Task instructions: Show all lines of the entries in which the word "parameters" is found.

*** Opening of Listed entries ***

//! Quantum gate types.

use serde::{Deserialize, Serialize};
use std::f64::consts::PI;

/// Standard gates with known semantics.
///
/// Angles are plain radians. Symbolic parameters only exist inside QASM gate
/// bodies and are resolved before a gate reaches the IR.
#[derive(Debug, Clone, Copy, PartialEq, Serialize, Deserialize)]
pub enum StandardGate {
    // Single-qubit Pauli gates
    /// Identity gate.
    I,
    /// Pauli-X gate.
    X,
    /// Pauli-Y gate.
    Y,
    /// Pauli-Z gate.
    Z,

    // Single-qubit Clifford gates
    /// Hadamard gate.
    H,
    /// S gate (sqrt(Z)).
    S,
    /// S-dagger gate.
    Sdg,
    /// T gate (fourth root of Z).
    T,
    /// T-dagger gate.
    Tdg,
    /// sqrt(X) gate.
    SX,
    /// sqrt(X)-dagger gate.
    SXdg,

    // Single-qubit rotation gates
    /// Rotation around X axis.
    Rx(f64),
    /// Rotation around Y axis.
    Ry(f64),
    /// Rotation around Z axis.
    Rz(f64),
    /// Phase gate, also spelled `u1` in QASM 2.0.
    P(f64),
    /// Universal single-qubit gate U(θ, φ, λ), also `u3`.
    U(f64, f64, f64),

    // Two-qubit gates
    /// Controlled-X (CNOT) gate.
    CX,
    /// Controlled-Y gate.
    CY,
    /// Controlled-Z gate.
    CZ,
    /// Controlled-Hadamard gate.
    CH,
    /// SWAP gate.
    Swap,
    /// Controlled rotation around X.
    CRx(f64),
    /// Controlled rotation around Y.
    CRy(f64),
    /// Controlled rotation around Z.
    CRz(f64),
    /// Controlled phase gate, also `cu1`.
    CP(f64),
    /// ZZ rotation gate.
    RZZ(f64),

    // Three-qubit gates
    /// Toffoli gate (CCX).
    CCX,
    /// Fredkin gate (CSWAP).
    CSwap,
}

impl StandardGate {
    /// Get the QASM name of this gate.
    #[inline]
    pub fn name(&self) -> &'static str {
        match self {
            StandardGate::I => "id",
            StandardGate::X => "x",
            StandardGate::Y => "y",
            StandardGate::Z => "z",
            StandardGate::H => "h",
            StandardGate::S => "s",
            StandardGate::Sdg => "sdg",
            StandardGate::T => "t",
            StandardGate::Tdg => "tdg",
            StandardGate::SX => "sx",
            StandardGate::SXdg => "sxdg",
            StandardGate::Rx(_) => "rx",
            StandardGate::Ry(_) => "ry",
            StandardGate::Rz(_) => "rz",
            StandardGate::P(_) => "p",
            StandardGate::U(_, _, _) => "u",
            StandardGate::CX => "cx",
            StandardGate::CY => "cy",
            StandardGate::CZ => "cz",
            StandardGate::CH => "ch",
            StandardGate::Swap => "swap",
            StandardGate::CRx(_) => "crx",
            StandardGate::CRy(_) => "cry",
            StandardGate::CRz(_) => "crz",
            StandardGate::CP(_) => "cp",
            StandardGate::RZZ(_) => "rzz",
            StandardGate::CCX => "ccx",
            StandardGate::CSwap => "cswap",
        }
    }

    /// Get the number of qubits this gate operates on.
    #[inline]
    pub fn num_qubits(&self) -> u32 {
        match self {
            StandardGate::I
            | StandardGate::X
            | StandardGate::Y
            | StandardGate::Z
            | StandardGate::H
            | StandardGate::S
            | StandardGate::Sdg
            | StandardGate::T
            | StandardGate::Tdg
            | StandardGate::SX
            | StandardGate::SXdg
            | StandardGate::Rx(_)
            | StandardGate::Ry(_)
            | StandardGate::Rz(_)
            | StandardGate::P(_)
            | StandardGate::U(_, _, _) => 1,

            StandardGate::CX
            | StandardGate::CY
            | StandardGate::CZ
            | StandardGate::CH
            | StandardGate::Swap
            | StandardGate::CRx(_)
            | StandardGate::CRy(_)
            | StandardGate::CRz(_)
            | StandardGate::CP(_)
            | StandardGate::RZZ(_) => 2,

            StandardGate::CCX | StandardGate::CSwap => 3,
        }
    }

    /// Get the numeric parameters of this gate, in QASM order.
    pub fn parameters(&self) -> Vec<f64> {
        match *self {
            StandardGate::Rx(p)
            | StandardGate::Ry(p)
            | StandardGate::Rz(p)
            | StandardGate::P(p)
            | StandardGate::CRx(p)
            | StandardGate::CRy(p)
            | StandardGate::CRz(p)
            | StandardGate::CP(p)
            | StandardGate::RZZ(p) => vec![p],
            StandardGate::U(theta, phi, lambda) => vec![theta, phi, lambda],
            _ => vec![],
        }
    }

    /// Build a gate from its QASM name and evaluated parameters.
    ///
    /// Accepts the `qelib1.inc` aliases (`u1`, `u2`, `u3`, `cu1`, `cnot`).
    /// Returns `None` for an unknown name or a wrong parameter count.
    pub fn from_name(name: &str, params: &[f64]) -> Option<Self> {
        let gate = match (name, params) {
            ("id" | "i", []) => StandardGate::I,
            ("x", []) => StandardGate::X,
            ("y", []) => StandardGate::Y,
            ("z", []) => StandardGate::Z,
            ("h", []) => StandardGate::H,
            ("s", []) => StandardGate::S,
            ("sdg", []) => StandardGate::Sdg,
            ("t", []) => StandardGate::T,
            ("tdg", []) => StandardGate::Tdg,
            ("sx", []) => StandardGate::SX,
            ("sxdg", []) => StandardGate::SXdg,
            ("rx", [t]) => StandardGate::Rx(*t),
            ("ry", [t]) => StandardGate::Ry(*t),
            ("rz", [t]) => StandardGate::Rz(*t),
            ("p" | "u1", [l]) => StandardGate::P(*l),
            ("u2", [phi, lambda]) => StandardGate::U(PI / 2.0, *phi, *lambda),
            ("u" | "u3" | "U", [t, phi, lambda]) => StandardGate::U(*t, *phi, *lambda),
            ("cx" | "cnot" | "CX", []) => StandardGate::CX,
            ("cy", []) => StandardGate::CY,
            ("cz", []) => StandardGate::CZ,
            ("ch", []) => StandardGate::CH,
            ("swap", []) => StandardGate::Swap,
            ("crx", [t]) => StandardGate::CRx(*t),
            ("cry", [t]) => StandardGate::CRy(*t),
            ("crz", [t]) => StandardGate::CRz(*t),
            ("cp" | "cu1", [l]) => StandardGate::CP(*l),
            ("rzz", [t]) => StandardGate::RZZ(*t),
            ("ccx" | "toffoli", []) => StandardGate::CCX,
            ("cswap" | "fredkin", []) => StandardGate::CSwap,
            _ => return None,
        };
        Some(gate)
    }

    /// Signature `(num_qubits, num_params)` for a QASM gate name.
    pub fn signature(name: &str) -> Option<(u32, usize)> {
        let sig = match name {
            "id" | "i" | "x" | "y" | "z" | "h" | "s" | "sdg" | "t" | "tdg" | "sx" | "sxdg" => {
                (1, 0)
            }
            "rx" | "ry" | "rz" | "p" | "u1" => (1, 1),
            "u2" => (1, 2),
            "u" | "u3" | "U" => (1, 3),
            "cx" | "cnot" | "CX" | "cy" | "cz" | "ch" | "swap" => (2, 0),
            "crx" | "cry" | "crz" | "cp" | "cu1" | "rzz" => (2, 1),
            "ccx" | "toffoli" | "cswap" | "fredkin" => (3, 0),
            _ => return None,
        };
        Some(sig)
    }

    /// The inverse gate, exact up to global phase.
    pub fn inverse(&self) -> StandardGate {
        match *self {
            StandardGate::S => StandardGate::Sdg,
            StandardGate::Sdg => StandardGate::S,
            StandardGate::T => StandardGate::Tdg,
            StandardGate::Tdg => StandardGate::T,
            StandardGate::SX => StandardGate::SXdg,
            StandardGate::SXdg => StandardGate::SX,
            StandardGate::Rx(t) => StandardGate::Rx(-t),
            StandardGate::Ry(t) => StandardGate::Ry(-t),
            StandardGate::Rz(t) => StandardGate::Rz(-t),
            StandardGate::P(l) => StandardGate::P(-l),
            StandardGate::U(theta, phi, lambda) => StandardGate::U(-theta, -lambda, -phi),
            StandardGate::CRx(t) => StandardGate::CRx(-t),
            StandardGate::CRy(t) => StandardGate::CRy(-t),
            StandardGate::CRz(t) => StandardGate::CRz(-t),
            StandardGate::CP(l) => StandardGate::CP(-l),
            StandardGate::RZZ(t) => StandardGate::RZZ(-t),
            // Self-inverse gates.
            other => other,
        }
    }

    /// Whether the gate acts as identity (up to global phase).
    pub fn is_identity(&self, tolerance: f64) -> bool {
        let near_zero = |angle: f64| {
            let wrapped = angle.rem_euclid(2.0 * PI);
            wrapped < tolerance || (2.0 * PI - wrapped) < tolerance
        };
        match *self {
            StandardGate::I => true,
            StandardGate::Rx(t) | StandardGate::Ry(t) | StandardGate::Rz(t) => {
                // Rotations have period 4π but are identity up to phase at 2π.
                near_zero(t)
            }
            StandardGate::P(l) | StandardGate::CP(l) => near_zero(l),
            StandardGate::RZZ(t) => near_zero(t),
            StandardGate::U(theta, phi, lambda) => near_zero(theta) && near_zero(phi + lambda),
            _ => false,
        }
    }

    /// Whether the gate acts on two qubits.
    #[inline]
    pub fn is_two_qubit(&self) -> bool {
        self.num_qubits() == 2
    }
}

*** Close of Listed entries ***

Exercise output:
/// Angles are plain radians. Symbolic parameters only exist inside QASM gate
    /// Get the numeric parameters of this gate, in QASM order.
    pub fn parameters(&self) -> Vec<f64> {
    /// Build a gate from its QASM name and evaluated parameters.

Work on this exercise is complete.